### Instructions to follow
Work out how many lines of the listing below mention the word "fallback", and give only that figure.

### Data records

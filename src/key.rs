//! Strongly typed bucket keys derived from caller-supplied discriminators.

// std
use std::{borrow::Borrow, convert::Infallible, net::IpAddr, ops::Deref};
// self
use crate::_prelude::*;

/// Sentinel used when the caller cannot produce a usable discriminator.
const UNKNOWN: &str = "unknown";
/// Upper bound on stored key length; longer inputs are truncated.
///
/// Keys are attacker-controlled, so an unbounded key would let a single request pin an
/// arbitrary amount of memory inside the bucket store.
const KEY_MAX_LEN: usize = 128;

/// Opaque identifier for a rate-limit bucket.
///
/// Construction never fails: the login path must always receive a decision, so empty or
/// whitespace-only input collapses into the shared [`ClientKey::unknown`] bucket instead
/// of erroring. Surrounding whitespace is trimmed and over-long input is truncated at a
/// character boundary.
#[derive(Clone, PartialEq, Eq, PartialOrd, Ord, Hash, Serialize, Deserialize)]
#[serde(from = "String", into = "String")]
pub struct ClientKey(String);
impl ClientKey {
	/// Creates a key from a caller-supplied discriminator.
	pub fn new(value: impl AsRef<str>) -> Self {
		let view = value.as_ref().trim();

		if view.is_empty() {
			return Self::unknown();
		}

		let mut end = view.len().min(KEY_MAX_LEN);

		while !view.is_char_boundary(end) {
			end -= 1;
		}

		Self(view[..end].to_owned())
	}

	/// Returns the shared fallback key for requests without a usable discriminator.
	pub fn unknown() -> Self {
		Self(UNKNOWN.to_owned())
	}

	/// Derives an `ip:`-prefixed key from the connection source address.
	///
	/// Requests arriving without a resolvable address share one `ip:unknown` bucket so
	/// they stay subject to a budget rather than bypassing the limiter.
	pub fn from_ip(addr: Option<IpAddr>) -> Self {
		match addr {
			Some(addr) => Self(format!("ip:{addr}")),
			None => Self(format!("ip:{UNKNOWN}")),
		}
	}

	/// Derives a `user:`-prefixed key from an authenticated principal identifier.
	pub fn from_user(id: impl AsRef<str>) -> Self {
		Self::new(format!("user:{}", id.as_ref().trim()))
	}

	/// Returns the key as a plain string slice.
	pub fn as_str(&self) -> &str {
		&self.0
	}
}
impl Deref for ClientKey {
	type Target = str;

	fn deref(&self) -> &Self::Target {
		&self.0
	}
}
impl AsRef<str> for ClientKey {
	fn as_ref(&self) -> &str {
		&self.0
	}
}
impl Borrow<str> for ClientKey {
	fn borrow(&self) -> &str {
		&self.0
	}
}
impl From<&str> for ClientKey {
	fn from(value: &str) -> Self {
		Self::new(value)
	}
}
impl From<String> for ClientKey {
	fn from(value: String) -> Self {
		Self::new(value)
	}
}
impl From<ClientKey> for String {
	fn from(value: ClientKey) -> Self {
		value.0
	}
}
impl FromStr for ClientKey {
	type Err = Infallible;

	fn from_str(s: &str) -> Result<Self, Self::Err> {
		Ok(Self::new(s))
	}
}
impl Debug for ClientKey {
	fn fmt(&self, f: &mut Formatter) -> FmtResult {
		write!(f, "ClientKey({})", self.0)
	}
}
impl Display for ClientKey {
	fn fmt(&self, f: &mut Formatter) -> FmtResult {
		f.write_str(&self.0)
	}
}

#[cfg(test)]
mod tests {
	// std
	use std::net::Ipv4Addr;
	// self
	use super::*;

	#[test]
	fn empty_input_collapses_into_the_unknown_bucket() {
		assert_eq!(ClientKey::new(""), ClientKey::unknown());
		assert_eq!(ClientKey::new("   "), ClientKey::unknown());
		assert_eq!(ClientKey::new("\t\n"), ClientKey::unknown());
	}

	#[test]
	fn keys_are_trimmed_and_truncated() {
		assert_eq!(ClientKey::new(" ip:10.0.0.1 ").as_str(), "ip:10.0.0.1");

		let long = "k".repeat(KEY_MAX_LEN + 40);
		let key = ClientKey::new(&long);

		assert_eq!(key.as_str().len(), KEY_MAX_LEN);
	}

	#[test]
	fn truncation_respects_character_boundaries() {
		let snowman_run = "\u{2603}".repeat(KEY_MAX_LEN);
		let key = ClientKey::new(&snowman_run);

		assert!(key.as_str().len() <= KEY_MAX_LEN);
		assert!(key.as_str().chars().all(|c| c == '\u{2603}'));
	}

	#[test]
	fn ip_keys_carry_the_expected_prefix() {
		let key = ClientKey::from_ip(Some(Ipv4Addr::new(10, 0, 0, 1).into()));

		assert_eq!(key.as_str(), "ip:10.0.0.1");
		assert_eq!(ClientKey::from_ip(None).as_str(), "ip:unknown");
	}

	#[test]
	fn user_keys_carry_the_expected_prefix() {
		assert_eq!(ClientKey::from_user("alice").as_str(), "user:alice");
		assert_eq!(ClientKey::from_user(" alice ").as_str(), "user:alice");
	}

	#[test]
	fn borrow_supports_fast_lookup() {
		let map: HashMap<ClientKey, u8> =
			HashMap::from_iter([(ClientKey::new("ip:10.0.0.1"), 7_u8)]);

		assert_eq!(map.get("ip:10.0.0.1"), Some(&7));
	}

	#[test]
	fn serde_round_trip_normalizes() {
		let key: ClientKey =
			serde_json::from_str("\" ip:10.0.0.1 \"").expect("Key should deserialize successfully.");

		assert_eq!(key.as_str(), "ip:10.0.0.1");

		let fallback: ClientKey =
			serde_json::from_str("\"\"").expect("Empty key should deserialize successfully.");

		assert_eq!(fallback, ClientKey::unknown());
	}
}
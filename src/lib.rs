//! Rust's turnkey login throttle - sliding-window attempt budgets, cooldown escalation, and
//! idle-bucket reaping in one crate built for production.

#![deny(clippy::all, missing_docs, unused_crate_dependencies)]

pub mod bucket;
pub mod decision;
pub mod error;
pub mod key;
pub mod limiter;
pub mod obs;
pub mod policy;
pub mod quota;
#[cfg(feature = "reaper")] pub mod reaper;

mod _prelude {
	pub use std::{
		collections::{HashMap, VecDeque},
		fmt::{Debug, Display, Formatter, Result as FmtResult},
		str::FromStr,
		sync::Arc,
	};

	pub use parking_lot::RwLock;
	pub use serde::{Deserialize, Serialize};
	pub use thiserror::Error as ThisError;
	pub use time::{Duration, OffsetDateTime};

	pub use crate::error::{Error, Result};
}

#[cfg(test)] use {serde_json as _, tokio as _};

### Answer for the task
3